Outra forma de controle é o que se chama de “controladores de elite”: pessoas que contraíram HIV, mas cujo sistema imunológico consegue manter o vírus em níveis extremamente baixos por muitos anos, sem tratamento, embora não estejam tecnicamente “imunes”. Eles não eliminam completamente o vírus, mas vivem com ele como se fosse latente, sem evolução para AIDS por longos períodos.

representação 3D do vírus HIV
Até o momento, não há evidência científica de que alguém possa nascer completamente imune ao HIV no sentido absoluto. (Imagem: National Institute Of Allergy And Infectious Diseases/Unsplash)

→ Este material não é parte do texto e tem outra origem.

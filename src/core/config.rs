//! Game configuration types.
//!
//! A game is configured once, at construction, by:
//! - `Topology`: which board shape and adjacency to use
//! - `side_length`: the board size (meaning depends on the topology)
//! - `first_player`: who moves first (black by default)
//!
//! The board is never resized after construction.

use serde::{Deserialize, Serialize};

use super::color::Color;
use super::error::{GameError, Result};

/// Board topology.
#[derive(Clone, Copy, Debug, PartialEq, Eq, Hash, Serialize, Deserialize)]
#[serde(rename_all = "lowercase")]
pub enum Topology {
    /// Hexagon of hexagonal cells, six neighbors per cell.
    ///
    /// `side_length` is the length of the longest (middle) row and must be
    /// odd and greater than 4.
    Hex,
    /// Square grid, eight neighbors per cell.
    ///
    /// `side_length` is the number of rows and must be even and at least 4.
    Square,
}

impl Topology {
    /// Check that `side_length` is a legal board size for this topology.
    pub fn validate_side_length(self, side_length: usize) -> Result<()> {
        let ok = match self {
            Topology::Hex => side_length > 4 && side_length % 2 == 1,
            Topology::Square => side_length >= 4 && side_length % 2 == 0,
        };

        if ok {
            Ok(())
        } else {
            Err(GameError::InvalidConfiguration(format!(
                "side length {side_length} is not valid for a {self} board"
            )))
        }
    }
}

impl std::fmt::Display for Topology {
    fn fmt(&self, f: &mut std::fmt::Formatter<'_>) -> std::fmt::Result {
        match self {
            Topology::Hex => write!(f, "hex"),
            Topology::Square => write!(f, "square"),
        }
    }
}

impl std::str::FromStr for Topology {
    type Err = GameError;

    fn from_str(s: &str) -> Result<Self> {
        match s.to_ascii_lowercase().as_str() {
            "hex" | "hexagonal" => Ok(Topology::Hex),
            "square" => Ok(Topology::Square),
            other => Err(GameError::InvalidConfiguration(format!(
                "unknown topology {other:?}"
            ))),
        }
    }
}

/// Complete game configuration.
///
/// ```
/// use rust_reversi::core::{Color, GameConfig, Topology};
///
/// let config = GameConfig::new(Topology::Square, 8).with_first_player(Color::White);
/// assert!(config.validate().is_ok());
/// assert!(GameConfig::new(Topology::Square, 7).validate().is_err());
/// ```
#[derive(Clone, Debug, PartialEq, Eq, Serialize, Deserialize)]
pub struct GameConfig {
    /// Board shape and adjacency.
    pub topology: Topology,

    /// Board size; see `Topology` for the per-topology constraints.
    pub side_length: usize,

    /// Player on turn at the start of the game.
    pub first_player: Color,
}

impl Default for GameConfig {
    fn default() -> Self {
        Self {
            topology: Topology::Hex,
            side_length: 11,
            first_player: Color::Black,
        }
    }
}

impl GameConfig {
    /// Create a config with black moving first.
    pub fn new(topology: Topology, side_length: usize) -> Self {
        Self {
            topology,
            side_length,
            first_player: Color::Black,
        }
    }

    /// Set the side length.
    #[must_use]
    pub fn with_side_length(mut self, side_length: usize) -> Self {
        self.side_length = side_length;
        self
    }

    /// Set the player who moves first.
    #[must_use]
    pub fn with_first_player(mut self, color: Color) -> Self {
        self.first_player = color;
        self
    }

    /// Check the side length against the topology.
    pub fn validate(&self) -> Result<()> {
        self.topology.validate_side_length(self.side_length)
    }
}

Mesmo com mutações como CCR5-Δ32, ainda existem riscos, já que a mutação não protege contra todas as cepas do HIV. Além disso, o uso de terapia genética ou transplantes de medula óssea traz riscos médicos elevados. Essas intervenções são complicadas, caras e invasivas, com efeitos colaterais possíveis, não sendo soluções amplamente disponíveis.

Também há o perigo de que, por acreditar-se “resistente”, algumas pessoas deixem de seguir as medidas preventivas, como o uso de preservativo, testagem, etc., o que pode levar à infecção, especialmente se expostas a cepas diferentes ou se houver falhas no sistema imune.

A medicina reconhece que há pessoas com resistência natural ao HIV, em especial graças a mutações genéticas, modelos de estudo e casos excepcionais. Mas afirmar que há uma imunidade universal ou que qualquer pessoa pode, sem risco, ser infectada independentemente da exposição não tem base científica.

Por isso, as pesquisas continuam, com estudos de genética populacional, terapias de bloqueio de receptores, vacinas ou anticorpos neutralizantes, tratamento precoce, e intervenções inovadoras como edição genética. A meta é aumentar a proteção, reduzir infecções, e talvez, no futuro, chegar perto de algo como imunidade para mais pessoas.